Assigned task – Look through the entries below, please, and copy every line with the word "image".

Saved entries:
_____
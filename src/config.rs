use serde::Deserialize;

use crate::error::{AppError, AppResult};

/// Which document store implementation backs the service
#[derive(Debug, Deserialize, Clone, Copy, PartialEq, Eq, Default)]
#[serde(rename_all = "lowercase")]
pub enum StoreBackend {
    /// Hosted Appwrite database over its REST API
    #[default]
    Appwrite,
    /// Process-local store, lost on restart
    Memory,
}

/// Application configuration loaded from environment variables
///
/// Remote ids are optional here on purpose: a missing id fails the remote call
/// that needs it (see [`Config::require`]) instead of failing startup.
#[derive(Debug, Deserialize, Clone)]
pub struct Config {
    /// Appwrite REST endpoint
    #[serde(default = "default_appwrite_endpoint")]
    pub appwrite_endpoint: String,

    pub appwrite_project_id: Option<String>,

    /// Server API key, sent as `X-Appwrite-Key` when present
    pub appwrite_api_key: Option<String>,

    pub appwrite_database_id: Option<String>,

    /// Collection holding search counters
    pub appwrite_collection_movies_id: Option<String>,

    /// Collection holding user records
    pub appwrite_collection_users_id: Option<String>,

    /// TMDB read access token
    pub tmdb_api_key: Option<String>,

    #[serde(default = "default_tmdb_api_url")]
    pub tmdb_api_url: String,

    #[serde(default)]
    pub store_backend: StoreBackend,

    /// Key-value file holding the logged-in user's session
    #[serde(default = "default_session_file")]
    pub session_file: String,

    /// Server host address
    #[serde(default = "default_host")]
    pub host: String,

    /// Server port
    #[serde(default = "default_port")]
    pub port: u16,
}

fn default_appwrite_endpoint() -> String {
    "https://cloud.appwrite.io/v1".to_string()
}

fn default_tmdb_api_url() -> String {
    "https://api.themoviedb.org/3".to_string()
}

fn default_session_file() -> String {
    "reelshelf-session.json".to_string()
}

fn default_host() -> String {
    "127.0.0.1".to_string()
}

fn default_port() -> u16 {
    3000
}

impl Config {
    /// Load configuration from environment variables
    pub fn from_env() -> anyhow::Result<Self> {
        dotenvy::dotenv().ok();
        envy::from_env::<Config>().map_err(|e| anyhow::anyhow!("Failed to load config: {}", e))
    }

    /// Unwraps an optional setting, naming the variable when it is absent
    pub fn require<'a>(value: &'a Option<String>, name: &'static str) -> AppResult<&'a str> {
        value
            .as_deref()
            .filter(|v| !v.trim().is_empty())
            .ok_or(AppError::Config(name))
    }
}
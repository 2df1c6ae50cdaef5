use std::{
    collections::HashSet,
    sync::{
        atomic::{AtomicUsize, Ordering},
        Arc,
    },
};

use axum::http::StatusCode;
use axum_test::TestServer;
use serde_json::{json, Value};

use reelshelf::{
    api::{create_router, AppState},
    db::{Collection, MemoryStore},
    error::{AppError, AppResult},
    models::MovieDetails,
    services::MovieCatalog,
    session::{MemoryKeyValueStore, SessionStore},
};

/// Catalog that knows every id except the ones marked missing
#[derive(Default)]
struct FakeCatalog {
    missing: HashSet<i64>,
    calls: AtomicUsize,
}

#[async_trait::async_trait]
impl MovieCatalog for FakeCatalog {
    async fn fetch_movie_details(&self, movie_id: i64) -> AppResult<MovieDetails> {
        self.calls.fetch_add(1, Ordering::SeqCst);
        if self.missing.contains(&movie_id) {
            return Err(AppError::NotFound(format!("movie {}", movie_id)));
        }
        Ok(MovieDetails {
            id: movie_id,
            title: format!("Movie {}", movie_id),
            poster_path: Some(format!("/{}.jpg", movie_id)),
            vote_average: 7.6,
            release_date: Some("2021-10-22".to_string()),
            overview: None,
            runtime: None,
        })
    }

    fn name(&self) -> &'static str {
        "fake"
    }
}

struct Harness {
    server: TestServer,
    store: MemoryStore,
    catalog: Arc<FakeCatalog>,
}

fn create_test_harness_with(catalog: FakeCatalog) -> Harness {
    let store = MemoryStore::new();
    let catalog = Arc::new(catalog);
    let sessions = SessionStore::new(Arc::new(MemoryKeyValueStore::new()));

    let state = AppState::new(Arc::new(store.clone()), catalog.clone(), sessions);
    let server = TestServer::new(create_router(state)).unwrap();

    Harness {
        server,
        store,
        catalog,
    }
}

fn create_test_harness() -> Harness {
    create_test_harness_with(FakeCatalog::default())
}

async fn register(server: &TestServer, name: &str, email: &str) -> axum_test::TestResponse {
    server
        .post("/profile")
        .json(&json!({ "name": name, "email": email }))
        .await
}

#[tokio::test]
async fn test_health_check() {
    let harness = create_test_harness();
    let response = harness.server.get("/health").await;
    response.assert_status_ok();
    assert!(response.headers().get("x-request-id").is_some());
}

#[tokio::test]
async fn test_register_logs_in_and_rejects_duplicate_email() {
    let harness = create_test_harness();

    let profile: Value = harness.server.get("/profile").await.json();
    assert_eq!(profile["logged_in"], false);

    let response = register(&harness.server, "Ada", "a@x.com").await;
    response.assert_status(StatusCode::CREATED);
    let created: Value = response.json();
    assert_eq!(created["logged_in"], true);
    assert_eq!(created["email"], "a@x.com");

    let profile: Value = harness.server.get("/profile").await.json();
    assert_eq!(profile["name"], "Ada");

    let response = register(&harness.server, "Ada Again", "a@x.com").await;
    response.assert_status(StatusCode::CONFLICT);
    let error: Value = response.json();
    assert_eq!(error["kind"], "duplicate_email");

    let users = harness.store.documents(Collection::Users).await;
    assert_eq!(users.len(), 1);
    assert_eq!(users[0].fields["saved"], json!([]));
}

#[tokio::test]
async fn test_register_rejects_blank_email() {
    let harness = create_test_harness();

    let response = register(&harness.server, "Ada", "   ").await;
    response.assert_status(StatusCode::BAD_REQUEST);
    assert!(harness.store.documents(Collection::Users).await.is_empty());
}

#[tokio::test]
async fn test_save_requires_login() {
    let harness = create_test_harness();

    let response = harness.server.post("/saved/10").await;
    response.assert_status(StatusCode::UNAUTHORIZED);
    let error: Value = response.json();
    assert_eq!(error["kind"], "not_logged_in");

    let response = harness.server.get("/saved").await;
    response.assert_status(StatusCode::UNAUTHORIZED);
}

#[tokio::test]
async fn test_save_twice_is_already_saved() {
    let harness = create_test_harness();
    register(&harness.server, "Ada", "a@x.com").await;

    harness
        .server
        .post("/saved/10")
        .await
        .assert_status(StatusCode::CREATED);

    let response = harness.server.post("/saved/10").await;
    response.assert_status(StatusCode::CONFLICT);
    let error: Value = response.json();
    assert_eq!(error["kind"], "already_saved");

    let users = harness.store.documents(Collection::Users).await;
    assert_eq!(users[0].fields["saved"], json!([10]));
}

#[tokio::test]
async fn test_save_save_unsave_scenario() {
    let harness = create_test_harness();
    register(&harness.server, "Ada", "a@x.com").await;

    harness.server.post("/saved/10").await.assert_status(StatusCode::CREATED);
    let response = harness.server.post("/saved/20").await;
    let saved: Value = response.json();
    assert_eq!(saved["saved"], json!([10, 20]));

    let response = harness.server.delete("/saved/10").await;
    response.assert_status_ok();
    let outcome: Value = response.json();
    assert_eq!(outcome, json!({ "status": "updated", "saved": [20] }));

    let users = harness.store.documents(Collection::Users).await;
    assert_eq!(users[0].fields["saved"], json!([20]));

    let response = harness.server.get("/saved").await;
    response.assert_status_ok();
    let cards: Vec<Value> = response.json();
    assert_eq!(cards.len(), 1);
    assert_eq!(cards[0]["id"], 20);
    assert_eq!(cards[0]["poster_url"], "https://image.tmdb.org/t/p/w500/20.jpg");
    assert_eq!(cards[0]["stars"], 4);
    assert_eq!(cards[0]["release_year"], "2021");
}

#[tokio::test]
async fn test_unsave_when_logged_out_is_skipped() {
    let harness = create_test_harness();

    let response = harness.server.delete("/saved/10").await;
    response.assert_status_ok();
    let outcome: Value = response.json();
    assert_eq!(
        outcome,
        json!({ "status": "skipped", "reason": "not_logged_in" })
    );
}

#[tokio::test]
async fn test_empty_saved_list_skips_catalog() {
    let harness = create_test_harness();
    register(&harness.server, "Ada", "a@x.com").await;

    let response = harness.server.get("/saved").await;
    response.assert_status_ok();
    let cards: Vec<Value> = response.json();
    assert!(cards.is_empty());
    assert_eq!(harness.catalog.calls.load(Ordering::SeqCst), 0);
}

#[tokio::test]
async fn test_one_missing_movie_fails_saved_list() {
    let harness = create_test_harness_with(FakeCatalog {
        missing: HashSet::from([404]),
        ..Default::default()
    });
    register(&harness.server, "Ada", "a@x.com").await;
    harness.server.post("/saved/10").await;
    harness.server.post("/saved/404").await;

    let response = harness.server.get("/saved").await;
    response.assert_status(StatusCode::NOT_FOUND);
}

#[tokio::test]
async fn test_logout_deletes_user_and_clears_session() {
    let harness = create_test_harness();
    register(&harness.server, "Ada", "a@x.com").await;

    let response = harness.server.delete("/profile").await;
    response.assert_status_ok();
    let logout: Value = response.json();
    assert_eq!(logout["logged_out"], true);
    assert_eq!(logout["warning"], Value::Null);

    assert!(harness.store.documents(Collection::Users).await.is_empty());
    let profile: Value = harness.server.get("/profile").await.json();
    assert_eq!(profile["logged_in"], false);

    // The email is free again
    register(&harness.server, "Ada", "a@x.com")
        .await
        .assert_status(StatusCode::CREATED);
}

#[tokio::test]
async fn test_logout_without_remote_record_still_clears_session() {
    let harness = create_test_harness();
    register(&harness.server, "Ada", "a@x.com").await;
    let users = harness.store.documents(Collection::Users).await;
    {
        use reelshelf::db::DocumentStore;
        harness
            .store
            .delete_document(Collection::Users, &users[0].id)
            .await
            .unwrap();
    }

    let response = harness.server.delete("/profile").await;
    response.assert_status_ok();
    let logout: Value = response.json();
    assert_eq!(logout["warning"], "User not found: a@x.com");

    let profile: Value = harness.server.get("/profile").await.json();
    assert_eq!(profile["logged_in"], false);
}

#[tokio::test]
async fn test_search_counts_and_trending() {
    let harness = create_test_harness();
    let dune = json!({ "id": 438631, "title": "Dune", "poster_path": "/dune.jpg" });

    for _ in 0..3 {
        harness
            .server
            .post("/searches")
            .json(&json!({ "term": "dune", "movie": dune }))
            .await
            .assert_status_ok();
    }
    let response = harness
        .server
        .post("/searches")
        .json(&json!({ "term": "arrakis", "movie": dune }))
        .await;
    let counter: Value = response.json();
    assert_eq!(counter["count"], 1);
    assert_eq!(counter["poster_url"], "https://image.tmdb.org/t/p/w500/dune.jpg");

    let response = harness.server.get("/trending").await;
    response.assert_status_ok();
    let trending: Vec<Value> = response.json();

    assert_eq!(trending.len(), 2);
    assert_eq!(trending[0]["search_term"], "dune");
    assert_eq!(trending[0]["count"], 3);
    assert_eq!(trending[1]["search_term"], "arrakis");
}

#[tokio::test]
async fn test_blank_search_term_is_rejected() {
    let harness = create_test_harness();

    let response = harness
        .server
        .post("/searches")
        .json(&json!({ "term": " ", "movie": { "id": 1, "title": "Up" } }))
        .await;

    response.assert_status(StatusCode::BAD_REQUEST);
    let error: Value = response.json();
    assert_eq!(error["kind"], "invalid_input");
}

#[tokio::test]
async fn test_search_without_movie_is_invalid_input() {
    let harness = create_test_harness();

    let response = harness
        .server
        .post("/searches")
        .json(&json!({ "term": "dune" }))
        .await;

    response.assert_status(StatusCode::BAD_REQUEST);
    let error: Value = response.json();
    assert_eq!(error["kind"], "invalid_input");
    assert!(harness.store.documents(Collection::SearchCounters).await.is_empty());
}

#[tokio::test]
async fn test_non_numeric_movie_id_is_invalid_input() {
    let harness = create_test_harness();
    register(&harness.server, "Ada", "a@x.com").await;

    let response = harness.server.post("/saved/abc").await;
    response.assert_status(StatusCode::BAD_REQUEST);
    let error: Value = response.json();
    assert_eq!(error["kind"], "invalid_input");

    let response = harness.server.delete("/saved/abc").await;
    response.assert_status(StatusCode::BAD_REQUEST);

    let users = harness.store.documents(Collection::Users).await;
    assert_eq!(users[0].fields["saved"], json!([]));
}

#[tokio::test]
async fn test_register_without_email_is_invalid_input() {
    let harness = create_test_harness();

    let response = harness
        .server
        .post("/profile")
        .json(&json!({ "name": "Ada" }))
        .await;

    response.assert_status(StatusCode::BAD_REQUEST);
    let error: Value = response.json();
    assert_eq!(error["kind"], "invalid_input");
    assert!(error["error"].as_str().unwrap().starts_with("Invalid input:"));
    assert!(harness.store.documents(Collection::Users).await.is_empty());
}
_____
Solution to the problem –
    assert_eq!(cards[0]["poster_url"], "https://image.tmdb.org/t/p/w500/20.jpg");
    assert_eq!(counter["poster_url"], "https://image.tmdb.org/t/p/w500/dune.jpg");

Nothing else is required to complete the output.